Cette « multinationale emploie des student brand managers locaux pour animer l'événement et veut se donner bonne figure en proposant des activités moralement acceptables (...), dissimulant ainsi son véritable objectif publicitaire pour s'introduire, tel le cheval de Troie, au cœur de l'Université », pointait-on sur le site internet acontrecourant.be à la suite d'un concours de lâchers d'œufs, organisé l'année passée en collaboration avec les restaurants universitaires et hautement sponsorisé par ladite marque de boissons. Et de rappeler que les intrusions commerciales ou publicitaires demeurent strictement interdites dans les établissements scolaires, selon l'article 41 du Pacte scolaire de 1958. La réponse du recteur Bernard Rentier cristallise le problème : « Il s'avère que cette activité sponsorisée n'a pas rempli la vocation didactique initialement annoncée mais se soit transformée en une intrusion commerciale flagrante sur notre campus universitaire, assortie d'une sollicitation à la consommation et à l'achat.
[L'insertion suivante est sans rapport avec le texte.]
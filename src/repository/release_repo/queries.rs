use super::ReleaseRepository;
use crate::db::UNICODE_LOWER_FN;
use crate::domain::release::{ChangelogEntry, FirmwareLink, Release, ReleaseFilter, ReleaseModule};
use crate::domain::user::UserSummary;
use crate::repository::error::{RepositoryError, RepositoryResult};
use crate::repository::sql_util::{escape_like, format_date, get_date, get_datetime, get_enum};
use rusqlite::types::Value;
use rusqlite::{params, params_from_iter, Connection, OptionalExtension, Row};
use std::collections::HashMap;

const RELEASE_SELECT: &str = r#"
    SELECT r.id, r.version, r.previous_version, r.ota, r.ota_obs,
           r.release_date, r.important_note, r.status,
           r.product_category, r.product_name,
           r.created_by_user_id, r.created_at, r.updated_at,
           u.id, u.name, u.role
    FROM releases r
    LEFT JOIN users u ON u.id = r.created_by_user_id
"#;

impl ReleaseRepository {
    // ==========================================
    // 查询操作
    // ==========================================

    /// 按 id 查询完整聚合
    ///
    /// # 返回
    /// - `Ok(Release)`: 模块(插入顺序)、条目(item_order 升序)、链接已预加载
    /// - `Err(NotFound)`: 发布不存在
    pub fn get_by_id(&self, id: i64) -> RepositoryResult<Release> {
        let conn = self.get_conn()?;
        load_release(&conn, id)
    }

    /// 按条件查询发布列表 (release_date 降序)
    ///
    /// 说明：
    /// - version 精确匹配; q 在 version/previous_version/ota_obs/important_note 间做
    ///   不区分大小写的子串 OR 匹配; date_from/date_to 为闭区间
    /// - release_date 在库中为 YYYY-MM-DD 文本,ISO 格式支持字符串比较
    pub fn list(&self, filter: &ReleaseFilter) -> RepositoryResult<Vec<Release>> {
        let conn = self.get_conn()?;

        let mut sql = format!("{} WHERE 1 = 1", RELEASE_SELECT);
        let mut values: Vec<Value> = Vec::new();
        let mut idx: i32 = 1;

        if let Some(version) = non_blank(filter.version.as_deref()) {
            sql.push_str(&format!(" AND r.version = ?{}", idx));
            values.push(Value::from(version.to_string()));
            idx += 1;
        }

        if let Some(q) = non_blank(filter.q.as_deref()) {
            // 列与检索词必须按同一规则转小写,否则带重音的字符无法匹配
            sql.push_str(&format!(
                " AND ({f}(r.version) LIKE ?{i} ESCAPE '\\' \
                  OR {f}(r.previous_version) LIKE ?{i} ESCAPE '\\' \
                  OR {f}(COALESCE(r.ota_obs, '')) LIKE ?{i} ESCAPE '\\' \
                  OR {f}(COALESCE(r.important_note, '')) LIKE ?{i} ESCAPE '\\')",
                f = UNICODE_LOWER_FN,
                i = idx
            ));
            values.push(Value::from(format!("%{}%", escape_like(&q.to_lowercase()))));
            idx += 1;
        }

        if let Some(from) = filter.date_from {
            sql.push_str(&format!(" AND r.release_date >= ?{}", idx));
            values.push(Value::from(format_date(from)));
            idx += 1;
        }

        if let Some(to) = filter.date_to {
            sql.push_str(&format!(" AND r.release_date <= ?{}", idx));
            values.push(Value::from(format_date(to)));
        }

        sql.push_str(" ORDER BY r.release_date DESC, r.id DESC");
        tracing::debug!("release list sql: {}", sql);

        let mut stmt = conn.prepare(&sql)?;
        let mut releases = stmt
            .query_map(params_from_iter(values), map_release_row)?
            .collect::<Result<Vec<Release>, _>>()?;

        preload_children(&conn, &mut releases)?;
        Ok(releases)
    }
}

fn non_blank(value: Option<&str>) -> Option<&str> {
    value.map(str::trim).filter(|s| !s.is_empty())
}

/// 在给定连接上读取完整聚合 (供事务提交后复用同一把锁)
pub(super) fn load_release(conn: &Connection, id: i64) -> RepositoryResult<Release> {
    let sql = format!("{} WHERE r.id = ?1", RELEASE_SELECT);
    let mut release = conn
        .query_row(&sql, params![id], map_release_row)
        .optional()?
        .ok_or_else(|| RepositoryError::not_found("Release", id))?;

    preload_children(conn, std::slice::from_mut(&mut release))?;
    Ok(release)
}

/// 批量预加载子集合 (每类子表一次查询)
fn preload_children(conn: &Connection, releases: &mut [Release]) -> RepositoryResult<()> {
    if releases.is_empty() {
        return Ok(());
    }

    let ids: Vec<i64> = releases.iter().map(|r| r.id).collect();
    let placeholders = vec!["?"; ids.len()].join(", ");

    let mut modules: HashMap<i64, Vec<ReleaseModule>> = HashMap::new();
    {
        let sql = format!(
            "SELECT id, release_id, module, version, updated FROM release_modules \
             WHERE release_id IN ({}) ORDER BY id",
            placeholders
        );
        let mut stmt = conn.prepare(&sql)?;
        let rows = stmt.query_map(params_from_iter(ids.iter()), map_module_row)?;
        for row in rows {
            let m = row?;
            modules.entry(m.release_id).or_default().push(m);
        }
    }

    let mut entries: HashMap<i64, Vec<ChangelogEntry>> = HashMap::new();
    {
        let sql = format!(
            "SELECT id, release_id, item_order, classification, observation FROM changelog_entries \
             WHERE release_id IN ({}) ORDER BY item_order ASC, id ASC",
            placeholders
        );
        let mut stmt = conn.prepare(&sql)?;
        let rows = stmt.query_map(params_from_iter(ids.iter()), map_entry_row)?;
        for row in rows {
            let e = row?;
            entries.entry(e.release_id).or_default().push(e);
        }
    }

    let mut links: HashMap<i64, Vec<FirmwareLink>> = HashMap::new();
    {
        let sql = format!(
            "SELECT id, release_id, module, description, url FROM firmware_links \
             WHERE release_id IN ({}) ORDER BY id",
            placeholders
        );
        let mut stmt = conn.prepare(&sql)?;
        let rows = stmt.query_map(params_from_iter(ids.iter()), map_link_row)?;
        for row in rows {
            let l = row?;
            links.entry(l.release_id).or_default().push(l);
        }
    }

    for release in releases.iter_mut() {
        release.modules = modules.remove(&release.id).unwrap_or_default();
        release.entries = entries.remove(&release.id).unwrap_or_default();
        release.links = links.remove(&release.id).unwrap_or_default();
    }
    Ok(())
}

// ==========================================
// 行映射
// ==========================================

fn map_release_row(row: &Row) -> rusqlite::Result<Release> {
    let creator_id: Option<i64> = row.get(13)?;
    let created_by = match creator_id {
        Some(id) => Some(UserSummary {
            id,
            name: row.get(14)?,
            role: get_enum(row, 15)?,
        }),
        None => None,
    };

    Ok(Release {
        id: row.get(0)?,
        version: row.get(1)?,
        previous_version: row.get(2)?,
        ota: row.get(3)?,
        ota_obs: row.get(4)?,
        release_date: get_date(row, 5)?,
        important_note: row.get(6)?,
        status: get_enum(row, 7)?,
        product_category: row.get(8)?,
        product_name: row.get(9)?,
        created_by_user_id: row.get(10)?,
        created_at: get_datetime(row, 11)?,
        updated_at: get_datetime(row, 12)?,
        created_by,
        modules: Vec::new(),
        entries: Vec::new(),
        links: Vec::new(),
    })
}

fn map_module_row(row: &Row) -> rusqlite::Result<ReleaseModule> {
    Ok(ReleaseModule {
        id: row.get(0)?,
        release_id: row.get(1)?,
        module: row.get(2)?,
        version: row.get(3)?,
        updated: row.get(4)?,
    })
}

fn map_entry_row(row: &Row) -> rusqlite::Result<ChangelogEntry> {
    Ok(ChangelogEntry {
        id: row.get(0)?,
        release_id: row.get(1)?,
        item_order: row.get(2)?,
        classification: get_enum(row, 3)?,
        observation: row.get(4)?,
    })
}

fn map_link_row(row: &Row) -> rusqlite::Result<FirmwareLink> {
    Ok(FirmwareLink {
        id: row.get(0)?,
        release_id: row.get(1)?,
        module: row.get(2)?,
        description: row.get(3)?,
        url: row.get(4)?,
    })
}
Je veillerai personnellement à ce que cela ne se reproduise plus. »
Ce procédé, jouant sur la frontière ambiguë entre le loisir et l'activité commerciale, est par ailleurs appliqué depuis plus de dix ans par les tour-opérateurs pour jeunes qui affichent sans vergogne dans les valves de l'Alma mater. Mais dans le cas de la boisson "énergisante", il est assorti d'une mise en garde du Centre de recherches et d'information des organisations de consommateurs (Crioc) quant au « risque de dépendance physique et psychologique et aux risques cardio-vasculaires de ces boissons très riches en caféine ».
Cela étant, tout comme l'étudiant ne semble pas sujet à l'inféodation à une marque, Dimitri Lapière ne paraît pas non plus stipendié par celle qu'il représente. Son action efficace au sein de la cellule "sponsoring" du bal de l'ULg a permis de rapporter, deux années d'affilée, l'équivalent de 20 000 euros pour la bonne cause. Avec une motivation égale.
Conscient de la nature revêche et versatile de l'étudiant face au marketing, les cinémas Kinépolis ont abandonné depuis deux ans la fonction de student brand manager auprès des étudiants. « Le concept n'était pas porteur, nous lui avons préféré le marketing par e-mail », explique Fabrice Blum, l'un des responsables. Persévérante, la marque de boissons stigmatisée par les universités francophones cherche tout de même activement un remplaçant à Dimitri, avant son départ en Erasmus l'an prochain...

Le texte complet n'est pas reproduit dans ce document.